▸ TASK REQUIREMENTS
In this exercise, every entry below is to be reproduced word for word.

== SOURCE RECORDS ==

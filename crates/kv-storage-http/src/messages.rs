//! Request and response bodies of the key-value REST API.

use kv_storage_core::StorageError;
use serde::{Deserialize, Serialize};

/// Envelope wrapping every response.
#[derive(Debug, Deserialize)]
pub struct KvResponse<T> {
    #[serde(default)]
    pub success: bool,
    #[serde(default)]
    pub error: Option<String>,
    pub body: Option<T>,
}

impl<T> KvResponse<T> {
    /// Body of a successful response; the server's error text otherwise.
    pub fn into_body(self) -> Result<Option<T>, StorageError> {
        if !self.success {
            return Err(StorageError::Transport(
                self.error
                    .filter(|e| !e.is_empty())
                    .unwrap_or_else(|| "Unknown KV error".to_string()),
            ));
        }
        Ok(self.body)
    }
}

/// Body of a create request.
#[derive(Debug, Serialize)]
pub struct CreateKvRequest<'a> {
    pub value: &'a serde_json::Value,
}

/// Body of an update request.
#[derive(Debug, Serialize)]
pub struct UpdateKvRequest<'a> {
    pub value: &'a serde_json::Value,
    pub tags: &'a str,
    pub version: u64,
}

===

▸ COMPLETED EXERCISE
filename crates/kv-storage-http/src/messages.rs
//! Request and response bodies of the key-value REST API.

use kv_storage_core::StorageError;
use serde::{Deserialize, Serialize};

/// Envelope wrapping every response.
#[derive(Debug, Deserialize)]
pub struct KvResponse<T> {
    #[serde(default)]
    pub success: bool,
    #[serde(default)]
    pub error: Option<String>,
    pub body: Option<T>,
}

impl<T> KvResponse<T> {
    /// Body of a successful response; the server's error text otherwise.
    pub fn into_body(self) -> Result<Option<T>, StorageError> {
        if !self.success {
            return Err(StorageError::Transport(
                self.error
                    .filter(|e| !e.is_empty())
                    .unwrap_or_else(|| "Unknown KV error".to_string()),
            ));
        }
        Ok(self.body)
    }
}

/// Body of a create request.
#[derive(Debug, Serialize)]
pub struct CreateKvRequest<'a> {
    pub value: &'a serde_json::Value,
}

/// Body of an update request.
#[derive(Debug, Serialize)]
pub struct UpdateKvRequest<'a> {
    pub value: &'a serde_json::Value,
    pub tags: &'a str,
    pub version: u64,
}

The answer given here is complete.